FDA hasn’t made public the details of a specific proposal for a mandatory dietary supplement product listing. However, FDA has expressed its support for a product listing regime in several budget requests to Congress through the Trump administration. The fate of a mandatory product listing is in the hands of the current 117th Congress. The previous Congress did not introduce legislation for a listing mandate.
“This is not a partisan issue,” Burdick-Bell said. “This is something that’s good for consumers.”
A mandatory product listing could be helpful to pharmacists in counseling patients about dietary supplements, said Ilisa Bernstein, senior vice president of Pharmacy Practice and Government Affairs with the American Pharmacists Association (APhA), another DSQC member.
Asked about the kind of information she would like to see in a dietary supplement product listing, Bernstein mentioned ingredients in the product as well as the name of the manufacturer. She also is in favor of requiring a manufacturer to update a product listing once it has made a significant change to a dietary supplement.
“It is challenging to keep up with the pace and the volume of the dietary supplements on the market,” Bernstein said in an interview in November. “That’s why having a listing will help provide a resource to get more information.”
Several people in favor of a mandatory listing suggested it could help FDA identify firms manufacturing products tainted with undisclosed pharmaceutical ingredients. Caroline Apovian, M.D., who represents the Boston Medical Center (BMC) on the DSQC, said consumers have fallen victim to weight loss products that are either ineffective or unsafe.

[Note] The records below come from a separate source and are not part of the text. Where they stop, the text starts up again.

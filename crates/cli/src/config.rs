//! Configuration loading and management

use anyhow::{Context, Result};
use serde::{Deserialize, Serialize};
use std::path::{Path, PathBuf};

/// Top-level configuration
#[derive(Debug, Clone, Default, Serialize, Deserialize)]
pub struct AppConfig {
    #[serde(default)]
    pub general: GeneralConfig,

    #[serde(default)]
    pub ayrshare: AyrshareConfig,

    #[serde(default)]
    pub buffer: BufferConfig,

    #[serde(default)]
    pub instagram: InstagramConfig,

    #[serde(default)]
    pub late: LateConfig,

    #[serde(default)]
    pub zapier: ZapierConfig,
}

#[derive(Debug, Clone, Serialize, Deserialize)]
pub struct GeneralConfig {
    #[serde(default = "default_log_level")]
    pub log_level: String,

    /// Deadline for a whole posting command, lookups included
    #[serde(default = "default_timeout_secs")]
    pub timeout_secs: u64,

    /// Instagram handle quoted in messages and reports
    #[serde(default)]
    pub account: Option<String>,
}

#[derive(Debug, Clone, Serialize, Deserialize)]
pub struct AyrshareConfig {
    #[serde(default = "default_ayrshare_api_key_env")]
    pub api_key_env: String,

    #[serde(default = "default_ayrshare_base_url")]
    pub base_url: String,
}

#[derive(Debug, Clone, Serialize, Deserialize)]
pub struct BufferConfig {
    #[serde(default = "default_buffer_api_key_env")]
    pub api_key_env: String,

    #[serde(default = "default_buffer_base_url")]
    pub base_url: String,

    /// Minimum spacing between Buffer requests; 0 disables limiting
    #[serde(default = "default_buffer_min_spacing_ms")]
    pub min_spacing_ms: u64,

    #[serde(default = "default_true")]
    pub check_media: bool,
}

#[derive(Debug, Clone, Serialize, Deserialize)]
pub struct InstagramConfig {
    #[serde(default = "default_instagram_access_token_env")]
    pub access_token_env: String,

    #[serde(default = "default_instagram_base_url")]
    pub base_url: String,
}

#[derive(Debug, Clone, Serialize, Deserialize)]
pub struct LateConfig {
    #[serde(default = "default_late_api_key_env")]
    pub api_key_env: String,

    #[serde(default = "default_late_account_id_env")]
    pub account_id_env: String,

    #[serde(default = "default_late_base_url")]
    pub base_url: String,
}

#[derive(Debug, Clone, Default, Serialize, Deserialize)]
pub struct ZapierConfig {
    #[serde(default)]
    pub webhook_url: String,

    /// Handle sent in the webhook payload; falls back to general.account
    #[serde(default)]
    pub account: Option<String>,
}

// Default value functions
fn default_log_level() -> String {
    "info".to_string()
}

fn default_timeout_secs() -> u64 {
    90
}

fn default_true() -> bool {
    true
}

fn default_ayrshare_api_key_env() -> String {
    "AYRSHARE_API_KEY".to_string()
}

fn default_ayrshare_base_url() -> String {
    "https://app.ayrshare.com".to_string()
}

fn default_buffer_api_key_env() -> String {
    "BUFFER_API_KEY".to_string()
}

fn default_buffer_base_url() -> String {
    "https://api.bufferapp.com".to_string()
}

fn default_buffer_min_spacing_ms() -> u64 {
    6100
}

fn default_instagram_access_token_env() -> String {
    "INSTAGRAM_ACCESS_TOKEN".to_string()
}

fn default_instagram_base_url() -> String {
    "https://graph.facebook.com/v18.0".to_string()
}

fn default_late_api_key_env() -> String {
    "LATE_API_KEY".to_string()
}

fn default_late_account_id_env() -> String {
    "LATE_ACCOUNT_ID".to_string()
}

fn default_late_base_url() -> String {
    "https://api.getlate.io".to_string()
}

impl Default for GeneralConfig {
    fn default() -> Self {
        Self {
            log_level: default_log_level(),
            timeout_secs: default_timeout_secs(),
            account: None,
        }
    }
}

impl Default for AyrshareConfig {
    fn default() -> Self {
        Self {
            api_key_env: default_ayrshare_api_key_env(),
            base_url: default_ayrshare_base_url(),
        }
    }
}

impl Default for BufferConfig {
    fn default() -> Self {
        Self {
            api_key_env: default_buffer_api_key_env(),
            base_url: default_buffer_base_url(),
            min_spacing_ms: default_buffer_min_spacing_ms(),
            check_media: default_true(),
        }
    }
}

impl Default for InstagramConfig {
    fn default() -> Self {
        Self {
            access_token_env: default_instagram_access_token_env(),
            base_url: default_instagram_base_url(),
        }
    }
}

impl Default for LateConfig {
    fn default() -> Self {
        Self {
            api_key_env: default_late_api_key_env(),
            account_id_env: default_late_account_id_env(),
            base_url: default_late_base_url(),
        }
    }
}

impl AppConfig {
    /// Load configuration from file and environment
    pub fn load(config_path: Option<&Path>) -> Result<Self> {
        let mut builder = config::Config::builder();

        // Try default config path if none specified
        let default_path = PathBuf::from("./config.toml");
        let path = config_path.unwrap_or(&default_path);

        if path.exists() {
            builder = builder.add_source(config::File::from(path));
        } else if config_path.is_some() {
            anyhow::bail!("Config file not found: {}", path.display());
        }

        // Add environment variable overrides
        builder = builder.add_source(
            config::Environment::with_prefix("INSTAPOST")
                .separator("__")
                .try_parsing(true),
        );

        let config = builder.build().context("Failed to build configuration")?;

        config
            .try_deserialize()
            .context("Failed to deserialize configuration")
    }

    /// Webhook account handle, falling back to the general one
    pub fn zapier_account(&self) -> Option<String> {
        self.zapier
            .account
            .clone()
            .or_else(|| self.general.account.clone())
            .filter(|account| !account.trim().is_empty())
    }

    /// Generate example configuration as TOML string
    pub fn example_toml() -> String {
        r#"# instapost configuration
# Every key can be overridden with INSTAPOST__<SECTION>__<KEY>, e.g.
# INSTAPOST__ZAPIER__WEBHOOK_URL=https://hooks.zapier.com/hooks/catch/...

[general]
log_level = "info"
timeout_secs = 90
# account = "@your_brand"

[ayrshare]
api_key_env = "AYRSHARE_API_KEY"
base_url = "https://app.ayrshare.com"

[buffer]
api_key_env = "BUFFER_API_KEY"
base_url = "https://api.bufferapp.com"
# Buffer allows 10 requests per minute; 0 disables spacing
min_spacing_ms = 6100
check_media = true

[instagram]
access_token_env = "INSTAGRAM_ACCESS_TOKEN"
base_url = "https://graph.facebook.com/v18.0"

[late]
api_key_env = "LATE_API_KEY"
account_id_env = "LATE_ACCOUNT_ID"
base_url = "https://api.getlate.io"

[zapier]
webhook_url = ""
# account = "@your_brand"
"#
        .to_string()
    }
}
//! Zapier catch-hook adapter
//!
//! The zap behind the webhook does the actual posting, so a 200 only means
//! the payload was accepted. No identifier is required in the response.

use async_trait::async_trait;
use instapost_domain::normalize::find_id;
use instapost_domain::report::{self, ReportContext};
use instapost_domain::{
    caption, validate, Clock, Failure, PostResult, PostingAdapter, Provider, SystemClock,
    ValidationError, WebhookRequest,
};
use reqwest::Client;
use serde::Serialize;
use std::sync::Arc;

use crate::http;

/// Sends post data to a configured Zapier webhook
pub struct WebhookPublisher {
    client: Client,
    webhook_url: String,
    account: Option<String>,
    clock: Arc<dyn Clock>,
}

impl WebhookPublisher {
    pub fn new(webhook_url: impl Into<String>, account: Option<String>) -> Self {
        Self {
            client: http::build_client(),
            webhook_url: webhook_url.into(),
            account,
            clock: Arc::new(SystemClock),
        }
    }

    pub fn with_clock(mut self, clock: Arc<dyn Clock>) -> Self {
        self.clock = clock;
        self
    }

    /// Post, then render the outcome as a human-readable report
    pub async fn post_report(&self, request: &WebhookRequest) -> String {
        let result = self.post(request).await;
        self.render_report(&result, request)
    }

    /// Render a result obtained for `request`
    pub fn render_report(&self, result: &PostResult, request: &WebhookRequest) -> String {
        report::render(result, &self.report_context(request), self.clock.now())
    }

    fn report_context(&self, request: &WebhookRequest) -> ReportContext {
        ReportContext {
            account: self.account.clone(),
            schedule: Some(
                format!("{} {}", request.preferred_posting_time.trim(), request.timezone.trim())
                    .trim()
                    .to_string(),
            ),
            content_chars: request.content.chars().count(),
            media_count: request.media_urls.len(),
            hashtag_count: request
                .hashtags
                .iter()
                .filter_map(|tag| caption::hashtag(tag))
                .count(),
        }
    }

    async fn publish(&self, request: &WebhookRequest) -> Result<PostResult, Failure> {
        let post = request.validate()?;

        let webhook_url = validate::optional(Some(self.webhook_url.as_str()))
            .ok_or(ValidationError::NotConfigured("Zapier webhook URL"))?;
        let webhook_url = validate::http_url("webhook_url", webhook_url)?;

        let payload = WebhookPayload {
            content: &post.content,
            media_urls: &post.media_urls,
            preferred_posting_time: &post.preferred_posting_time,
            timezone: &post.timezone,
            account: self.account.as_deref(),
            post_type: "feed",
            brand_name: post.brand_name.as_deref(),
        };

        tracing::info!(
            provider = "zapier",
            media_count = post.media_urls.len(),
            hashtag_count = post.hashtag_count,
            "Sending webhook payload"
        );

        let (body, raw) =
            http::call(Provider::Zapier, self.client.post(&webhook_url).json(&payload)).await?;

        let id = find_id(&body, &[&["id"], &["request_id"], &["attempt"]]);
        Ok(PostResult::success(
            Provider::Zapier,
            "Instagram post data sent to Zapier webhook successfully!",
            id,
        )
        .with_raw_response(raw))
    }
}

#[derive(Serialize)]
struct WebhookPayload<'a> {
    content: &'a str,
    media_urls: &'a [String],
    preferred_posting_time: &'a str,
    timezone: &'a str,
    account: Option<&'a str>,
    post_type: &'static str,
    brand_name: Option<&'a str>,
}

#[async_trait]
impl PostingAdapter for WebhookPublisher {
    type Request = WebhookRequest;

    async fn post(&self, request: &WebhookRequest) -> PostResult {
        match self.publish(request).await {
            Ok(result) => result,
            Err(failure) => PostResult::from_failure(Provider::Zapier, failure),
        }
    }

    fn provider(&self) -> Provider {
        Provider::Zapier
    }
}

#[cfg(test)]
mod tests {
    use super::*;
    use instapost_domain::{ErrorKind, FixedClock, Outcome};
    use time::macros::datetime;
    use wiremock::matchers::{body_json, method, path};
    use wiremock::{Mock, MockServer, ResponseTemplate};

    fn publisher(server: &MockServer) -> WebhookPublisher {
        WebhookPublisher::new(format!("{}/hooks/catch/1/abc", server.uri()), Some("@brand".into()))
            .with_clock(Arc::new(FixedClock(datetime!(2030-06-01 12:00:00 UTC))))
    }

    fn request() -> WebhookRequest {
        WebhookRequest {
            content: "New drop".to_string(),
            media_urls: vec!["https://cdn.example.com/a.jpg".to_string()],
            preferred_posting_time: "1:10 PM".to_string(),
            timezone: "EST".to_string(),
            hashtags: vec!["style".to_string(), "#fashion".to_string()],
            brand_name: Some("Acme".to_string()),
        }
    }

    #[tokio::test]
    async fn test_sends_payload() {
        let mock_server = MockServer::start().await;

        Mock::given(method("POST"))
            .and(path("/hooks/catch/1/abc"))
            .and(body_json(serde_json::json!({
                "content": "New drop\n\n#style #fashion",
                "media_urls": ["https://cdn.example.com/a.jpg"],
                "preferred_posting_time": "1:10 PM",
                "timezone": "EST",
                "account": "@brand",
                "post_type": "feed",
                "brand_name": "Acme"
            })))
            .respond_with(ResponseTemplate::new(200).set_body_json(serde_json::json!({
                "attempt": "att_1",
                "id": "zap_1",
                "request_id": "req_1",
                "status": "success"
            })))
            .expect(1)
            .mount(&mock_server)
            .await;

        let result = publisher(&mock_server).post(&request()).await;

        assert_eq!(result.outcome, Outcome::Success);
        assert_eq!(result.post_id.as_deref(), Some("zap_1"));
        assert!(result.raw_response.unwrap().contains("req_1"));
    }

    #[tokio::test]
    async fn test_success_without_identifier() {
        let mock_server = MockServer::start().await;
        Mock::given(method("POST"))
            .respond_with(ResponseTemplate::new(200).set_body_string("ok"))
            .mount(&mock_server)
            .await;

        let result = publisher(&mock_server).post(&request()).await;

        assert!(result.is_success());
        assert!(result.post_id.is_none());
    }

    #[tokio::test]
    async fn test_not_found_suggests_checking_webhook() {
        let mock_server = MockServer::start().await;
        Mock::given(method("POST"))
            .respond_with(ResponseTemplate::new(404))
            .mount(&mock_server)
            .await;

        let result = publisher(&mock_server).post(&request()).await;

        let error = result.error.unwrap();
        assert_eq!(error.kind, ErrorKind::Unexpected);
        assert_eq!(error.status, Some(404));
        assert_eq!(
            error.suggestion.as_deref(),
            Some("Verify the webhook URL exists and is active")
        );
    }

    #[tokio::test]
    async fn test_unconfigured_url() {
        let result = WebhookPublisher::new("", None).post(&request()).await;

        assert_eq!(result.error_kind(), Some(ErrorKind::Validation));
        assert!(result.message.contains("is not configured"));
    }

    #[tokio::test]
    async fn test_report_lines() {
        let mock_server = MockServer::start().await;
        Mock::given(method("POST"))
            .respond_with(
                ResponseTemplate::new(200).set_body_json(serde_json::json!({"status": "success"})),
            )
            .mount(&mock_server)
            .await;

        let report = publisher(&mock_server).post_report(&request()).await;

        assert!(report.starts_with("✅ SUCCESS"));
        assert!(report.contains("📅 Timestamp: 2030-06-01T12:00:00Z"));
        assert!(report.contains("📱 Account: @brand"));
        assert!(report.contains("⏰ Posting time: 1:10 PM EST"));
        assert!(report.contains("📝 Content length: 8 characters"));
        assert!(report.contains("🏷️ Hashtags: 2 items"));
    }

    #[tokio::test]
    async fn test_failure_report() {
        let mock_server = MockServer::start().await;
        Mock::given(method("POST"))
            .respond_with(ResponseTemplate::new(500).set_body_string("zap broke"))
            .mount(&mock_server)
            .await;

        let report = publisher(&mock_server).post_report(&request()).await;

        assert!(report.starts_with("❌ FAILURE"));
        assert!(report.contains("🌐 Status code: 500"));
        assert!(report.contains("📄 Provider response: zap broke"));
        assert!(report.contains("💡 Suggestion: Try again later"));
    }
}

“We have a public that is so desperate to lose weight and be healthy that they’re prey to all of these companies … out there to siphon money from patients with obesity,” lamented Apovian, director of the Nutrition and Weight Management Center at BMC, in an interview in November. “The public does not understand obesity is a disease.”
A mandatory product listing, she suggested, might give a physician insight into potentially harmful dietary supplements if, for example, a product disclosed an average weight loss typically achieved with an FDA-approved pharmaceutical drug.
“Is this [listing requirement] going to solve adulteration?” asked Nadglowski. “No. I think there are other issues that we have to address.”
Joseph Nadglowski, president and CEO of the Obesity Action Coalition, previously chaired the Dietary Supplement Quality Collaborative.
For instance, he cited the need to address FDA funding and whether the agency has implemented all of its authority. Still, Nadglowski described a mandatory product listing as a “good first step.”
“If you’re at the border and someone’s trying to bring in some new supplements—and they can look at the list and see it’s not on the list—then the reality is that’s easy to keep that product from coming in,” Nadglowski said. “And those products that aren’t on the list … in some cases are probably the ones that are more likely to be adulterated.”